Neulich sprachen wir über die Sufi-Philosophie und Kunst, und wenn die Kunst zu weit von der Natur entfernt ist, wird die Kunst degradiert, wirklich profan und degradiert. Ähnlich verhält es sich mit der Wissenschaft. Wenn die Wissenschaft von der Natur entwurzelt ist, wenn die Wissenschaft mechanistischen Zielen dient, die ohne das wahre Verständnis des systemischen Denkens sind, der Organizität der Systeme, dann außerdem vom Geist getrennt ist, wenn die Wissenschaft entmutigt, entweiht ist, geht die Wissenschaft in alarmierende Richtungen. Und all das gehört zur menschlichen Psyche. Sie projiziert ihre Stärke ohne Bewusstsein, ohne Gewissen. Die Wissenschaften selbst, so lernen wir aus der Tradition, sind das Vermächtnis der Propheten. Diejenigen, die sich in das göttliche Bewusstsein

eingeklinkt haben und eine Dispensation des Geistes in die Welt gebracht haben, das sind diejenigen, die die Wissenschaften in die Welt gebracht haben. Wissenschaften wie Meteorologie oder Landwirtschaft oder Mauerwerk. Dies sind alles menschliche Tätigkeiten, die ihre Wurzeln in der Offenbarung und der heiligen Tradition haben. Aber wenn wir die Wissenschaft von der inneren Berührung mit dem heiligen Geheimnis des Lebens zu trennen versuchen und darüber hinaus ein naturwissenschaftliches Paradigma verfolgen, das die Wirkungsweise der Natur auf der Erde nicht berücksichtigt, werden die Ergebnisse natürlich katastrophal sein. Und das ist es, was wir erleben. Und damit treten Konsequenzen auf und das spiegelt sich auf der sozialen Ebene, auf der kollektiven Ebene, wider. Die Nafs ul-lawwaamah, diese Fähigkeit, über die Folgen unseres Handelns und unserer Lebensweise zu reflektieren und daraus zu lernen und in eine neue Richtung zu wachsen. Und schließlich kann dies zur Nafs ul-mutmainnah führen, welches das Selbst ist, das im Frieden ist. Und dann kommt dieser Friede aus den Wechselwirkungen, die wir kennen und leben, aus dem Wohlbefinden, aus dem Selbst in der Balance mit allem. Das bedeutet, den Tod ebenso wie die Geburt  zu akzeptieren.
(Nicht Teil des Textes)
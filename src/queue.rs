// Copyright (c) 2025, The Ruskit Authors
// MIT License
// All rights reserved.

//! # Queue Definitions
//!
//! Builder types describing queues and their bindings. A queue definition knows
//! how to render its broker arguments (`x-message-ttl`, the dead-letter target,
//! length limits), which is what wires the delayed-retry loop together: the
//! main queue dead-letters rejected messages to the retry exchange, and the
//! retry queue dead-letters expired messages back to the main exchange.

use lapin::types::{AMQPValue, FieldTable, LongInt, LongString, ShortString};
use std::collections::BTreeMap;

/// Queue argument naming the exchange that receives dead-lettered messages
pub const AMQP_HEADERS_DEAD_LETTER_EXCHANGE: &str = "x-dead-letter-exchange";
/// Queue argument naming the routing key used when dead-lettering
pub const AMQP_HEADERS_DEAD_LETTER_ROUTING_KEY: &str = "x-dead-letter-routing-key";
/// Queue argument for the per-queue message TTL in milliseconds
pub const AMQP_HEADERS_MESSAGE_TTL: &str = "x-message-ttl";
/// Queue argument for the maximum number of ready messages
pub const AMQP_HEADERS_MAX_LENGTH: &str = "x-max-length";
/// Queue argument for the maximum total body size of ready messages
pub const AMQP_HEADERS_MAX_LENGTH_BYTES: &str = "x-max-length-bytes";

/// Where a queue sends the messages it dead-letters.
#[derive(Debug, Clone, PartialEq, Eq)]
pub struct DeadLetterTarget {
    pub exchange: String,
    pub routing_key: String,
}

/// Definition of a RabbitMQ queue with its declaration parameters.
#[derive(Debug, Clone, Default, PartialEq, Eq)]
pub struct QueueDefinition {
    pub(crate) name: String,
    pub(crate) durable: bool,
    pub(crate) delete: bool,
    pub(crate) exclusive: bool,
    pub(crate) passive: bool,
    pub(crate) ttl: Option<i32>,
    pub(crate) max_length: Option<i32>,
    pub(crate) max_length_bytes: Option<i32>,
    pub(crate) dead_letter: Option<DeadLetterTarget>,
}

impl QueueDefinition {
    /// Creates a new queue definition with the given name.
    ///
    /// By default, the queue is created non-durable, non-exclusive and without
    /// any arguments.
    pub fn new(name: &str) -> QueueDefinition {
        QueueDefinition {
            name: name.to_owned(),
            ..Default::default()
        }
    }

    /// Makes the queue durable, persisting across broker restarts.
    pub fn durable(mut self) -> Self {
        self.durable = true;
        self
    }

    /// Sets the queue to auto-delete when its last consumer goes away.
    pub fn delete(mut self) -> Self {
        self.delete = true;
        self
    }

    /// Makes the queue exclusive to the declaring connection.
    pub fn exclusive(mut self) -> Self {
        self.exclusive = true;
        self
    }

    /// Makes the declaration passive: only check that the queue exists.
    pub fn passive(mut self) -> Self {
        self.passive = true;
        self
    }

    /// Sets the message Time-To-Live for the queue, in milliseconds.
    ///
    /// Messages that sit in the queue longer than this expire; when a
    /// dead-letter target is configured they are re-published there.
    pub fn ttl(mut self, ttl: i32) -> Self {
        self.ttl = Some(ttl);
        self
    }

    /// Sets the maximum number of messages the queue can hold.
    pub fn max_length(mut self, max: i32) -> Self {
        self.max_length = Some(max);
        self
    }

    /// Sets the maximum size in bytes the queue can hold.
    pub fn max_length_bytes(mut self, max_bytes: i32) -> Self {
        self.max_length_bytes = Some(max_bytes);
        self
    }

    /// Routes rejected (`requeue=false`) and expired messages to `exchange`
    /// with `routing_key`.
    pub fn dead_letter(mut self, exchange: &str, routing_key: &str) -> Self {
        self.dead_letter = Some(DeadLetterTarget {
            exchange: exchange.to_owned(),
            routing_key: routing_key.to_owned(),
        });
        self
    }

    pub fn name(&self) -> &str {
        &self.name
    }

    pub fn is_durable(&self) -> bool {
        self.durable
    }

    pub fn is_auto_delete(&self) -> bool {
        self.delete
    }

    pub fn is_exclusive(&self) -> bool {
        self.exclusive
    }

    pub fn message_ttl(&self) -> Option<i32> {
        self.ttl
    }

    pub fn dead_letter_target(&self) -> Option<&DeadLetterTarget> {
        self.dead_letter.as_ref()
    }

    /// Renders the declaration arguments sent with `queue.declare`.
    ///
    /// Re-declaring a queue is only a no-op when these match the existing
    /// queue exactly, so the rendering must be deterministic.
    pub fn arguments(&self) -> FieldTable {
        let mut args = BTreeMap::new();

        if let Some(target) = &self.dead_letter {
            args.insert(
                ShortString::from(AMQP_HEADERS_DEAD_LETTER_EXCHANGE),
                AMQPValue::LongString(LongString::from(target.exchange.clone())),
            );
            args.insert(
                ShortString::from(AMQP_HEADERS_DEAD_LETTER_ROUTING_KEY),
                AMQPValue::LongString(LongString::from(target.routing_key.clone())),
            );
        }

        if let Some(ttl) = self.ttl {
            args.insert(
                ShortString::from(AMQP_HEADERS_MESSAGE_TTL),
                AMQPValue::LongInt(LongInt::from(ttl)),
            );
        }

        if let Some(max) = self.max_length {
            args.insert(
                ShortString::from(AMQP_HEADERS_MAX_LENGTH),
                AMQPValue::LongInt(LongInt::from(max)),
            );
        }

        if let Some(max_bytes) = self.max_length_bytes {
            args.insert(
                ShortString::from(AMQP_HEADERS_MAX_LENGTH_BYTES),
                AMQPValue::LongInt(LongInt::from(max_bytes)),
            );
        }

        FieldTable::from(args)
    }
}

/// Configuration for binding a queue to an exchange under a routing key.
#[derive(Debug, Clone, PartialEq, Eq)]
pub struct QueueBinding {
    pub(crate) queue_name: String,
    pub(crate) exchange_name: String,
    pub(crate) routing_key: String,
}

impl QueueBinding {
    /// Creates a new binding for the given queue, with empty exchange and key.
    pub fn new(queue: &str) -> QueueBinding {
        QueueBinding {
            queue_name: queue.to_owned(),
            exchange_name: String::new(),
            routing_key: String::new(),
        }
    }

    pub fn exchange(mut self, exchange: &str) -> Self {
        self.exchange_name = exchange.to_owned();
        self
    }

    pub fn routing_key(mut self, key: &str) -> Self {
        self.routing_key = key.to_owned();
        self
    }

    pub fn queue_name(&self) -> &str {
        &self.queue_name
    }

    pub fn exchange_name(&self) -> &str {
        &self.exchange_name
    }

    pub fn key(&self) -> &str {
        &self.routing_key
    }
}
Das Ein- und Ausatmen zu akzeptieren. Alles ausatmen. So viel geben, wie man nimmt. Im Einklang mit der Gestaltung des Lebens auf der ganzen Erde zu sein, anstatt zu nehmen und zu nehmen und zu nehmen. Das ist es, was der Atem uns lehrt. Wir praktizieren bewusstes Atmen. Atme ganz aus, leere dich, werde völlig leer und dann kommt ein anderer Atemzug hinein, welcher kommt und geht, welcher gibt und nimmt. Das ist die Systole und die Asystole des Herzens. Nachts schlafen gehen und morgens aufwachen. Das alles sind Zyklen von Aktivität und Ruhe, Empfangen und zum Ausdruck bringen, aber die Einseitigkeit des Nehmens und  Nichtzurückgebens, von mehr holen, als sich regenerieren kann – das alles sind Zeichen des Fehlens jenes spirituellen Gleichgewichts, das letztlich in der Psyche selbst verwirklicht werden soll und durch die Übereinstimmung mit den natürlichen Rhythmen, mit der Musik des Kosmos, verwirklicht wird. Lerne diese Musik.

 

So können Bäume unsere Wegweiser sein. Die Alten vieler Länder sahen den Baum als ein Symbol der Weltseele, den kosmischen Baum. Sayyid Muhammad Husayni Gisudaraz sah den Baum als ein Symbol des Wujud, des reinen Wesens. Wir können im Baum eine deutliche Abbildung unserer eigenen spirituellen Anatomie sehen. In der Zeit, in der die Wälder abgerissen werden, dieser gewaltige  Kahlschlag... sich mit den Bäumen zu identifizieren, mit ihnen durch den Atem in eine Wechselbeziehung zu treten und zu erkennen, dass die Bäume den Sauerstoff ausatmen, den wir einatmen, und im Gegenzug Kohlendioxid einsaugen, wird uns etwas bewusst gemacht, das uns bewusster wird, wenn wir in einem wachen Zustand in den Wald hinausgehen: dass hier unsere irdischen Begleiter sind, deren Anatomie

unsere eigene spirituelle Physiologie veranschaulicht und uns helfen kann, uns neu auf den Kosmos auszurichten. Den Kosmos, von dem wir uns entfremdet haben. Diese Neuorientierung entsteht, wenn man beobachtet, wie die Wurzeln der Bäume in die Erde sinken und die Äste der Bäume in den Himmel hochragen und dazwischen die gerade Linie des Stammes ist. Diese Symbolik ist eine perfekte Erinnerungshilfe, um die Soshuna, den zentralen Kanal des Körpers und die Nadis, die aus ihr entspringen, zu aktivieren.